*Saved entries*:
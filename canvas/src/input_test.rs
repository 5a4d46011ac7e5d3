#![allow(clippy::float_cmp)]

use super::*;

fn start() -> (Position, Size) {
    (Position::new(0.0, 0.0), Size::new(100.0, 100.0))
}

// =============================================================
// ToolMode / Key
// =============================================================

#[test]
fn tool_default_is_select() {
    assert_eq!(ToolMode::default(), ToolMode::Select);
}

#[test]
fn placement_modes() {
    assert!(ToolMode::AddText.is_placement());
    assert!(ToolMode::AddShape.is_placement());
    assert!(!ToolMode::Select.is_placement());
    assert!(!ToolMode::ColorPicker.is_placement());
}

#[test]
fn tool_serde_uses_camel_case() {
    assert_eq!(serde_json::to_string(&ToolMode::AddShape).unwrap(), "\"addShape\"");
    assert_eq!(serde_json::to_string(&ToolMode::ColorPicker).unwrap(), "\"colorPicker\"");
}

#[test]
fn delete_keys() {
    assert!(Key("Delete".into()).is_delete());
    assert!(Key("Backspace".into()).is_delete());
    assert!(!Key("Escape".into()).is_delete());
    assert!(!Key("d".into()).is_delete());
}

#[test]
fn gesture_default_is_idle() {
    assert_eq!(Gesture::default(), Gesture::Idle);
    assert!(Gesture::Idle.element_id().is_none());
}

// =============================================================
// resize_box
// =============================================================

#[test]
fn se_grows_with_delta_and_keeps_position() {
    let (pos, size) = start();
    let (p, s) = resize_box(Handle::Se, pos, size, 30.0, 10.0);
    assert_eq!(s, Size::new(130.0, 110.0));
    assert_eq!(p, pos);
}

#[test]
fn se_floors_at_minimum_without_moving() {
    let (pos, size) = start();
    let (p, s) = resize_box(Handle::Se, pos, size, -90.0, -90.0);
    assert_eq!(s, Size::new(20.0, 20.0));
    assert_eq!(p, Position::new(0.0, 0.0));
}

#[test]
fn nw_shrink_keeps_bottom_right_fixed() {
    let (pos, size) = start();
    let (p, s) = resize_box(Handle::Nw, pos, size, 90.0, 90.0);
    assert_eq!(s, Size::new(20.0, 20.0));
    assert_eq!(p, Position::new(80.0, 80.0));
    assert_eq!(p.x + s.width, 100.0);
    assert_eq!(p.y + s.height, 100.0);
}

#[test]
fn nw_overshoot_uses_clamped_size_for_position() {
    let (pos, size) = start();
    let (p, s) = resize_box(Handle::Nw, pos, size, 500.0, 500.0);
    assert_eq!(s, Size::new(20.0, 20.0));
    assert_eq!(p, Position::new(80.0, 80.0));
}

#[test]
fn nw_grow_moves_top_left_out() {
    let (pos, size) = start();
    let (p, s) = resize_box(Handle::Nw, pos, size, -10.0, -20.0);
    assert_eq!(s, Size::new(110.0, 120.0));
    assert_eq!(p, Position::new(-10.0, -20.0));
}

#[test]
fn ne_keeps_bottom_left_fixed() {
    let (pos, size) = start();
    let (p, s) = resize_box(Handle::Ne, pos, size, 15.0, 40.0);
    assert_eq!(s, Size::new(115.0, 60.0));
    assert_eq!(p, Position::new(0.0, 40.0));
    assert_eq!(p.y + s.height, 100.0);
}

#[test]
fn sw_keeps_top_right_fixed() {
    let (pos, size) = start();
    let (p, s) = resize_box(Handle::Sw, pos, size, 95.0, 5.0);
    assert_eq!(s, Size::new(20.0, 105.0));
    assert_eq!(p, Position::new(80.0, 0.0));
    assert_eq!(p.x + s.width, 100.0);
}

*Brief*:
Restate every record verbatim.

*Answer to the problem*:
filename canvas/src/input_test.rs
repository 5a4d46011ac7e5d3
#![allow(clippy::float_cmp)]

use super::*;

fn start() -> (Position, Size) {
    (Position::new(0.0, 0.0), Size::new(100.0, 100.0))
}

// =============================================================
// ToolMode / Key
// =============================================================

#[test]
fn tool_default_is_select() {
    assert_eq!(ToolMode::default(), ToolMode::Select);
}

#[test]
fn placement_modes() {
    assert!(ToolMode::AddText.is_placement());
    assert!(ToolMode::AddShape.is_placement());
    assert!(!ToolMode::Select.is_placement());
    assert!(!ToolMode::ColorPicker.is_placement());
}

#[test]
fn tool_serde_uses_camel_case() {
    assert_eq!(serde_json::to_string(&ToolMode::AddShape).unwrap(), "\"addShape\"");
    assert_eq!(serde_json::to_string(&ToolMode::ColorPicker).unwrap(), "\"colorPicker\"");
}

#[test]
fn delete_keys() {
    assert!(Key("Delete".into()).is_delete());
    assert!(Key("Backspace".into()).is_delete());
    assert!(!Key("Escape".into()).is_delete());
    assert!(!Key("d".into()).is_delete());
}

#[test]
fn gesture_default_is_idle() {
    assert_eq!(Gesture::default(), Gesture::Idle);
    assert!(Gesture::Idle.element_id().is_none());
}

// =============================================================
// resize_box
// =============================================================

#[test]
fn se_grows_with_delta_and_keeps_position() {
    let (pos, size) = start();
    let (p, s) = resize_box(Handle::Se, pos, size, 30.0, 10.0);
    assert_eq!(s, Size::new(130.0, 110.0));
    assert_eq!(p, pos);
}

#[test]
fn se_floors_at_minimum_without_moving() {
    let (pos, size) = start();
    let (p, s) = resize_box(Handle::Se, pos, size, -90.0, -90.0);
    assert_eq!(s, Size::new(20.0, 20.0));
    assert_eq!(p, Position::new(0.0, 0.0));
}

#[test]
fn nw_shrink_keeps_bottom_right_fixed() {
    let (pos, size) = start();
    let (p, s) = resize_box(Handle::Nw, pos, size, 90.0, 90.0);
    assert_eq!(s, Size::new(20.0, 20.0));
    assert_eq!(p, Position::new(80.0, 80.0));
    assert_eq!(p.x + s.width, 100.0);
    assert_eq!(p.y + s.height, 100.0);
}

#[test]
fn nw_overshoot_uses_clamped_size_for_position() {
    let (pos, size) = start();
    let (p, s) = resize_box(Handle::Nw, pos, size, 500.0, 500.0);
    assert_eq!(s, Size::new(20.0, 20.0));
    assert_eq!(p, Position::new(80.0, 80.0));
}

#[test]
fn nw_grow_moves_top_left_out() {
    let (pos, size) = start();
    let (p, s) = resize_box(Handle::Nw, pos, size, -10.0, -20.0);
    assert_eq!(s, Size::new(110.0, 120.0));
    assert_eq!(p, Position::new(-10.0, -20.0));
}

#[test]
fn ne_keeps_bottom_left_fixed() {
    let (pos, size) = start();
    let (p, s) = resize_box(Handle::Ne, pos, size, 15.0, 40.0);
    assert_eq!(s, Size::new(115.0, 60.0));
    assert_eq!(p, Position::new(0.0, 40.0));
    assert_eq!(p.y + s.height, 100.0);
}

#[test]
fn sw_keeps_top_right_fixed() {
    let (pos, size) = start();
    let (p, s) = resize_box(Handle::Sw, pos, size, 95.0, 5.0);
    assert_eq!(s, Size::new(20.0, 105.0));
    assert_eq!(p, Position::new(80.0, 0.0));
    assert_eq!(p.x + s.width, 100.0);
}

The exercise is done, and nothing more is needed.